[Start of section]
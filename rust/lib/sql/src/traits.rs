use crate::error::SQLError;

/// A dynamically-typed SQL parameter value.
#[derive(Debug, Clone, PartialEq)]
pub enum Value {
    Null,
    Integer(i64),
    Real(f64),
    Text(String),
}

impl From<i64> for Value {
    fn from(v: i64) -> Self {
        Value::Integer(v)
    }
}

impl From<&str> for Value {
    fn from(v: &str) -> Self {
        Value::Text(v.to_string())
    }
}

impl From<String> for Value {
    fn from(v: String) -> Self {
        Value::Text(v)
    }
}

impl<T: Into<Value>> From<Option<T>> for Value {
    fn from(v: Option<T>) -> Self {
        match v {
            Some(v) => v.into(),
            None => Value::Null,
        }
    }
}

/// A row returned from a SQL query: column name to value.
#[derive(Debug, Clone)]
pub struct Row {
    pub columns: Vec<(String, Value)>,
}

impl Row {
    /// Get a column value by name.
    pub fn get(&self, name: &str) -> Option<&Value> {
        self.columns.iter().find(|(n, _)| n == name).map(|(_, v)| v)
    }

    /// Get a text column value by name.
    pub fn get_str(&self, name: &str) -> Option<&str> {
        match self.get(name) {
            Some(Value::Text(s)) => Some(s.as_str()),
            _ => None,
        }
    }

    /// Get an integer column value by name.
    pub fn get_i64(&self, name: &str) -> Option<i64> {
        match self.get(name) {
            Some(Value::Integer(i)) => Some(*i),
            _ => None,
        }
    }

    /// Get a real column value by name.
    pub fn get_f64(&self, name: &str) -> Option<f64> {
        match self.get(name) {
            Some(Value::Real(f)) => Some(*f),
            _ => None,
        }
    }
}

/// Parameterized statement execution, shared by stores and open transactions.
pub trait SQLExec {
    /// Execute a query and return rows.
    fn query(&self, sql: &str, params: &[Value]) -> Result<Vec<Row>, SQLError>;

    /// Execute a statement (INSERT/UPDATE/DELETE) and return affected row count.
    fn exec(&self, sql: &str, params: &[Value]) -> Result<u64, SQLError>;
}

/// An open write transaction.
///
/// Dropping the transaction without calling [`SQLTx::commit`] rolls it back.
pub trait SQLTx: SQLExec {
    fn commit(self: Box<Self>) -> Result<(), SQLError>;
}

/// SQLStore provides a SQL execution interface backed by a relational database.
pub trait SQLStore: SQLExec + Send + Sync {
    /// Begin a write transaction. Statements issued through the returned
    /// handle are isolated from other writers until commit or rollback.
    fn begin(&self) -> Result<Box<dyn SQLTx + '_>, SQLError>;
}
use serde::{Deserialize, Serialize};

/// Decomiso: organs or parts seized during a slaughter event.
#[derive(Debug, Clone, Serialize, Deserialize, PartialEq)]
#[serde(rename_all = "camelCase")]
pub struct Decomiso {
    pub id: i64,
    pub faena_id: i64,
    pub enfermedad_id: i64,
    pub enfermedad: String,
    pub tipo_parte_id: i64,
    pub tipo_parte: String,
    pub cantidad: u64,
    #[serde(default, skip_serializing_if = "Option::is_none")]
    pub observaciones: Option<String>,
    pub created_at: String,
}

/// Body of `POST /faenas/{id}/decomisos`.
#[derive(Debug, Clone, Deserialize)]
#[serde(rename_all = "camelCase")]
pub struct NuevoDecomiso {
    pub enfermedad_id: i64,
    pub tipo_parte_id: i64,
    pub cantidad: i64,
    #[serde(default)]
    pub observaciones: Option<String>,
}

/// Seizure totals of one slaughter event, grouped by disease and part.
#[derive(Debug, Clone, Serialize, Deserialize, PartialEq)]
#[serde(rename_all = "camelCase")]
pub struct ResumenDecomisos {
    pub faena_id: i64,
    pub lineas: Vec<LineaResumen>,
    pub total: u64,
}

#[derive(Debug, Clone, Serialize, Deserialize, PartialEq)]
#[serde(rename_all = "camelCase")]
pub struct LineaResumen {
    pub enfermedad: String,
    pub tipo_parte: String,
    pub cantidad: u64,
}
[End of section]
Work instruction
From the first line to the last, return the data exactly.

Your solution
filename rust/lib/sql/src/traits.rs
use crate::error::SQLError;

/// A dynamically-typed SQL parameter value.
#[derive(Debug, Clone, PartialEq)]
pub enum Value {
    Null,
    Integer(i64),
    Real(f64),
    Text(String),
}

impl From<i64> for Value {
    fn from(v: i64) -> Self {
        Value::Integer(v)
    }
}

impl From<&str> for Value {
    fn from(v: &str) -> Self {
        Value::Text(v.to_string())
    }
}

impl From<String> for Value {
    fn from(v: String) -> Self {
        Value::Text(v)
    }
}

impl<T: Into<Value>> From<Option<T>> for Value {
    fn from(v: Option<T>) -> Self {
        match v {
            Some(v) => v.into(),
            None => Value::Null,
        }
    }
}

/// A row returned from a SQL query: column name to value.
#[derive(Debug, Clone)]
pub struct Row {
    pub columns: Vec<(String, Value)>,
}

impl Row {
    /// Get a column value by name.
    pub fn get(&self, name: &str) -> Option<&Value> {
        self.columns.iter().find(|(n, _)| n == name).map(|(_, v)| v)
    }

    /// Get a text column value by name.
    pub fn get_str(&self, name: &str) -> Option<&str> {
        match self.get(name) {
            Some(Value::Text(s)) => Some(s.as_str()),
            _ => None,
        }
    }

    /// Get an integer column value by name.
    pub fn get_i64(&self, name: &str) -> Option<i64> {
        match self.get(name) {
            Some(Value::Integer(i)) => Some(*i),
            _ => None,
        }
    }

    /// Get a real column value by name.
    pub fn get_f64(&self, name: &str) -> Option<f64> {
        match self.get(name) {
            Some(Value::Real(f)) => Some(*f),
            _ => None,
        }
    }
}

/// Parameterized statement execution, shared by stores and open transactions.
pub trait SQLExec {
    /// Execute a query and return rows.
    fn query(&self, sql: &str, params: &[Value]) -> Result<Vec<Row>, SQLError>;

    /// Execute a statement (INSERT/UPDATE/DELETE) and return affected row count.
    fn exec(&self, sql: &str, params: &[Value]) -> Result<u64, SQLError>;
}

/// An open write transaction.
///
/// Dropping the transaction without calling [`SQLTx::commit`] rolls it back.
pub trait SQLTx: SQLExec {
    fn commit(self: Box<Self>) -> Result<(), SQLError>;
}

/// SQLStore provides a SQL execution interface backed by a relational database.
pub trait SQLStore: SQLExec + Send + Sync {
    /// Begin a write transaction. Statements issued through the returned
    /// handle are isolated from other writers until commit or rollback.
    fn begin(&self) -> Result<Box<dyn SQLTx + '_>, SQLError>;
}
use serde::{Deserialize, Serialize};

/// Decomiso: organs or parts seized during a slaughter event.
#[derive(Debug, Clone, Serialize, Deserialize, PartialEq)]
#[serde(rename_all = "camelCase")]
pub struct Decomiso {
    pub id: i64,
    pub faena_id: i64,
    pub enfermedad_id: i64,
    pub enfermedad: String,
    pub tipo_parte_id: i64,
    pub tipo_parte: String,
    pub cantidad: u64,
    #[serde(default, skip_serializing_if = "Option::is_none")]
    pub observaciones: Option<String>,
    pub created_at: String,
}

/// Body of `POST /faenas/{id}/decomisos`.
#[derive(Debug, Clone, Deserialize)]
#[serde(rename_all = "camelCase")]
pub struct NuevoDecomiso {
    pub enfermedad_id: i64,
    pub tipo_parte_id: i64,
    pub cantidad: i64,
    #[serde(default)]
    pub observaciones: Option<String>,
}

/// Seizure totals of one slaughter event, grouped by disease and part.
#[derive(Debug, Clone, Serialize, Deserialize, PartialEq)]
#[serde(rename_all = "camelCase")]
pub struct ResumenDecomisos {
    pub faena_id: i64,
    pub lineas: Vec<LineaResumen>,
    pub total: u64,
}

#[derive(Debug, Clone, Serialize, Deserialize, PartialEq)]
#[serde(rename_all = "camelCase")]
pub struct LineaResumen {
    pub enfermedad: String,
    pub tipo_parte: String,
    pub cantidad: u64,
}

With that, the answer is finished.